Could the chip shortage be about to end?
A hidden secret is that it has been difficult to produce and buy electronics in recent years, mainly due to the lack of chips that most electronic products need to function. Apple, for example, is among the many companies that have had problems with on-time delivery.
Now, however, the reports Gizmodo That TSMC, one of the world’s largest chip makers, looks brighter than ever in its production prospects.
At a meeting with investors recently, the Taiwanese electronics giant announced that it will have a “large surplus of chips in stock” in the coming quarters.
The main reason is said to be the low demand for many products, which in turn is due to the fact that many societies around the world are on the verge of opening up after the Corona pandemic and the accompanying shutdown.
Last year, analysts at several companies believed it would take “at least two years” before any normalization of the situation occurred, and given TSMC’s update now, that expectation may appear to come true.
At the investor meeting, the company also stated that it will take “a few quarters” before it can see a normalization, which in short means it could take from half a year to about a year before we see more “normal”” flows again.
It is good to note in this regard that this will not automatically apply to all areas of electronics production; For example, no one said anything that it would be easier to get game consoles right away. Different electronics manufacturers in different countries face different challenges and bottlenecks.
TSMC mainly produces chips for laptops and mobile phones, and they also supply the majority of chips that Apple uses in its products. It is thus reasonable to assume that this is where we may want to see softening first. However, other companies have reported similar trends, such as memory manufacturer Micron.
In addition to declining consumer demand, there is also another factor influencing the situation: cryptographers. Most cryptocurrencies have declined in recent months, and therefore it is not profitable to “find” many of them using computers anymore. This also means that the used market is flooded with relatively new electronics, at the same time that the demand for new electronics for this purpose is declining.
At the same time, it is also good to point out that while there is a low demand for chips for products such as mobile phones and computers, there is an increasing or stable demand in other areas.
For example, there is still a large shortage of auto parts, and this does not appear to be decreasing immediately.
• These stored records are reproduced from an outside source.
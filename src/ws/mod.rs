//! WebSocket price feed.
//!
//! The feed speaks JSON-RPC 2.0 over a single socket:
//!
//! ## [`manager`]: Connection Manager
//!
//! Owns the socket, reconnects up to a bounded number of times after an
//! unexpected close, re-issues every registered subscription on each new
//! connection, and dispatches inbound frames to handlers in arrival order.
//!
//! ## [`registry`]: Subscriptions
//!
//! Tracks one subscription per account address and correlates
//! acknowledgments to pending requests.
//!
//! ## [`decoder`]: Price Payloads
//!
//! Account notifications carry a base64 blob holding a little-endian price,
//! confidence, and exponent. Decoded with native `from_le_bytes()`.
//!
//! ## [`throttle`]: Update Throttle
//!
//! Coalesces bursts of readings so consumers see at most one per interval.
//!
//! ## Limits
//!
//! - One socket per manager
//! - One subscription per address; re-subscribing replaces the params
//! - Subscription ids are only valid for the connection that issued them

pub mod decoder;
pub mod handlers;
pub mod manager;
pub mod messages;
pub mod registry;
pub mod throttle;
Many markets are far behind in fleet electrification and therefore the need for new electronics for this industry is expected to increase in the coming time. TSMC stated that this is one of their biggest challenges, and they are trying to redistribute production capacity in this market.
According to TSMC President Charles C. Wei, aggregate consumer demand will “continue to expand our chip production capacity,” and stresses that although new production nodes with smaller nanometer sizes will make production more efficient, it is not enough:
“Our subcontractors have faced greater challenges than ever in their supply chains, increasing the time to deliver the equipment and parts we need for both our well-established contracts and our more advanced future contracts,” Wei says.
However, given TSMC’s position as a major supplier to Apple, there is reason to believe that they will prioritize the production capacity of the Cupertino-based company. So it might be easier to get a new MacBook with M2 or the next generation iPhone this fall.